Save the Children Scotland say the number of children living below the breadline remains "unacceptably high" despite a steep fall in the latest figures.
Official statistics show that more than one in five youngsters - 21 per cent - were living in relative poverty in 2010-11. The total figure for Scotland is 220,000, 30,000 fewer than the year before.
Among the whole population 15 per cent of people (780,000) were classed as living in poverty, though the total rises to 910,000 if housing costs are accounted for.
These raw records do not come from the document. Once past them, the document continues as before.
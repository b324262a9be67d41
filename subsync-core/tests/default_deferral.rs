//! Managers built without a deferral use the process-wide frame queue.
//!
//! Kept in its own test binary: `FrameQueue::global()` is shared by every
//! manager in the process, so a parallel test could flush it.

use std::sync::Arc;

use parking_lot::Mutex;
use subsync_core::{Consumer, FrameQueue, ManagerConfig};

#[test]
fn global_queue_flush_reconciles() {
    let subscribes = Arc::new(Mutex::new(Vec::new()));
    let sub_log = subscribes.clone();
    let manager = ManagerConfig::new(
        |q: &String| Ok(q.len()),
        move |qs: &[String]| {
            sub_log.lock().push(qs.to_vec());
            Ok(())
        },
        |_: &[String]| Ok(()),
    )
    .build();

    let consumer = Consumer::mount(|| {});
    let lengths = consumer
        .render(|_| {
            (
                manager.get(&"ab".to_string()).unwrap(),
                manager.get(&"abc".to_string()).unwrap(),
            )
        })
        .unwrap();
    assert_eq!(lengths, (2, 3));

    // Queued on the global queue, waiting for the host's frame
    assert!(manager.is_update_pending());
    assert!(manager.subscribed_keys().is_empty());
    assert!(subscribes.lock().is_empty());
    assert_eq!(FrameQueue::global().len(), 1);

    assert_eq!(FrameQueue::global().flush(), 1);
    assert!(!manager.is_update_pending());
    assert_eq!(
        *subscribes.lock(),
        vec![vec!["ab".to_string(), "abc".to_string()]]
    );
    assert_eq!(manager.subscribed_keys(), vec!["ab", "abc"]);
}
The number of pensioners in relative poverty was unchanged at 160,000.
Douglas Hamilton, head of Save the Children's in Scotland, warned that the fall was likely to be reversed as welfare cuts start to filter through.
He said: "The numbers are still unacceptably high and there is much more work to be done."
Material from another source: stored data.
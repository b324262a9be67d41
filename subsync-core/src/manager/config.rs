//! Manager configuration.

use std::fmt;
use std::sync::Arc;

use super::scheduler::{Deferral, FrameQueue};
use super::SubscriptionManager;
use crate::error::BoxError;
use crate::key::{default_key_fn, KeyError, KeyFn, QueryKey};

/// Synchronous lookup for one query.
pub type GetFn<T, Q> = Arc<dyn Fn(&Q) -> Result<T, BoxError> + Send + Sync>;

/// Batched subscribe or unsubscribe. Always called with at least one query.
pub type BatchFn<Q> = Arc<dyn Fn(&[Q]) -> Result<(), BoxError> + Send + Sync>;

/// Constructor-time options for a [`SubscriptionManager`].
///
/// # Example
///
/// ```rust
/// use subsync_core::{FrameQueue, ManagerConfig};
///
/// let frames = FrameQueue::new();
/// let users = ManagerConfig::new(
///     |id: &String| Ok(format!("user {id}")),
///     |ids: &[String]| { println!("subscribe {ids:?}"); Ok(()) },
///     |ids: &[String]| { println!("unsubscribe {ids:?}"); Ok(()) },
/// )
/// .deferral(frames.clone())
/// .build();
/// # let _ = users;
/// ```
pub struct ManagerConfig<T, Q> {
    pub(crate) get: GetFn<T, Q>,
    pub(crate) subscribe: BatchFn<Q>,
    pub(crate) unsubscribe: BatchFn<Q>,
    pub(crate) query_to_string: KeyFn<Q>,
    pub(crate) deferral: Arc<dyn Deferral>,
}

impl<T, Q> ManagerConfig<T, Q>
where
    T: 'static,
    Q: Clone + Send + Sync + 'static,
{
    /// Configure a manager for a query type with built-in key derivation.
    ///
    /// Unless [`deferral`](Self::deferral) is set, reconciliations queue on
    /// [`FrameQueue::global`] and nothing is subscribed until the host calls
    /// `FrameQueue::global().flush()`, once per frame.
    pub fn new<G, S, U>(get: G, subscribe: S, unsubscribe: U) -> Self
    where
        Q: QueryKey,
        G: Fn(&Q) -> Result<T, BoxError> + Send + Sync + 'static,
        S: Fn(&[Q]) -> Result<(), BoxError> + Send + Sync + 'static,
        U: Fn(&[Q]) -> Result<(), BoxError> + Send + Sync + 'static,
    {
        Self::with_key_fn(get, subscribe, unsubscribe, default_key_fn::<Q>())
    }

    /// Configure a manager for any query type, supplying the key function.
    ///
    /// Defaults to [`FrameQueue::global`] like [`new`](Self::new).
    pub fn with_key_fn<G, S, U>(get: G, subscribe: S, unsubscribe: U, query_to_string: KeyFn<Q>) -> Self
    where
        G: Fn(&Q) -> Result<T, BoxError> + Send + Sync + 'static,
        S: Fn(&[Q]) -> Result<(), BoxError> + Send + Sync + 'static,
        U: Fn(&[Q]) -> Result<(), BoxError> + Send + Sync + 'static,
    {
        Self {
            get: Arc::new(get),
            subscribe: Arc::new(subscribe),
            unsubscribe: Arc::new(unsubscribe),
            query_to_string,
            deferral: Arc::new(FrameQueue::global().clone()),
        }
    }

    /// Override key derivation.
    pub fn query_to_string<F>(mut self, query_to_string: F) -> Self
    where
        F: Fn(&Q) -> Result<String, KeyError> + Send + Sync + 'static,
    {
        self.query_to_string = Arc::new(query_to_string);
        self
    }

    /// Override where reconciliations are deferred to.
    pub fn deferral<D>(mut self, deferral: D) -> Self
    where
        D: Deferral + 'static,
    {
        self.deferral = Arc::new(deferral);
        self
    }

    pub fn build(self) -> SubscriptionManager<T, Q> {
        SubscriptionManager::new(self)
    }
}

impl<T, Q> fmt::Debug for ManagerConfig<T, Q> {
    fn fmt(&self, f: &mut fmt::Formatter<'_>) -> fmt::Result {
        f.debug_struct("ManagerConfig").finish_non_exhaustive()
    }
}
"It does show that it is possible to tackle child poverty when the political will is there and the right actions are taken. However, spending cuts and high unemployment means that such progress will be shortlived.
"The number of children growing up cold and hungry because their parents can't afford basic essentials is set to rise in Scotland over the next eight years, wiping out all the progress that has been made. The UK Government must stop these spending cuts which are pushing families deeper into poverty and do much more to ensure parents can get decent and well-paid jobs.
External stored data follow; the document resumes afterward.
//! Subsync Core
//!
//! This crate batches data subscriptions for a component-tree renderer.
//! Components read values synchronously while they render; once rendering
//! settles, each data source works out which queries are still needed and
//! issues subscribe/unsubscribe calls in batches, so rapid re-renders do not
//! churn subscriptions.
//!
//! It implements:
//!
//! - Render tracking (which component instance is rendering right now)
//! - Per-source watch bookkeeping and deferred, coalesced reconciliation
//! - Query key derivation for deduplication
//!
//! # Architecture
//!
//! - `context`: render contexts, the ambient render slot, consumer lifecycle
//! - `manager`: the subscription manager, its configuration and scheduler
//! - `key`: query key derivation
//! - `config`: process-wide settings
//!
//! # Example
//!
//! ```rust
//! use subsync_core::{Consumer, FrameQueue, ManagerConfig};
//!
//! let frames = FrameQueue::new();
//! let todos = ManagerConfig::new(
//!     |id: &String| Ok(format!("todo {id}")),
//!     |ids: &[String]| { println!("subscribe {ids:?}"); Ok(()) },
//!     |ids: &[String]| { println!("unsubscribe {ids:?}"); Ok(()) },
//! )
//! .deferral(frames.clone())
//! .build();
//!
//! let list = Consumer::mount(|| println!("re-render requested"));
//! list.render(|_| {
//!     todos.get(&"1".to_string()).unwrap();
//!     todos.get(&"2".to_string()).unwrap();
//! })
//! .unwrap();
//!
//! // Next frame: one batched subscribe for ["1", "2"]
//! frames.flush();
//! assert_eq!(todos.subscribed_keys(), vec!["1", "2"]);
//! ```

pub mod config;
pub mod context;
pub mod error;
pub mod key;
pub mod manager;

// Re-exports
pub use config::{require_context_for_get, set_require_context_for_get};
pub use context::{AmbientGuard, Consumer, ContextId, IdGenerator, RenderContext, SequentialIds};
pub use error::{BoxError, Result, SubscriptionError};
pub use key::{json_key, KeyError, KeyFn, QueryKey};
pub use manager::{
    Deferral, FrameQueue, ManagerConfig, ReconcileReport, SubscriptionManager, Task,
    TokioDeferral, UpdateState,
};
"In Scotland, it is vital that the Child Poverty Strategy is followed through to make sure that everything that can be done is being done within our own devolved powers."
John Dickie, head of the Child Poverty Action Group (CPAG) in Scotland, said the "unprecedented progress" made in tackling child poverty is "now under massive threat from UK Government policies".
He said: "The coalition must now rise to the challenge, rethink their child poverty strategy and reject attempts to move the goalposts and redefine, rather than lift children out of poverty.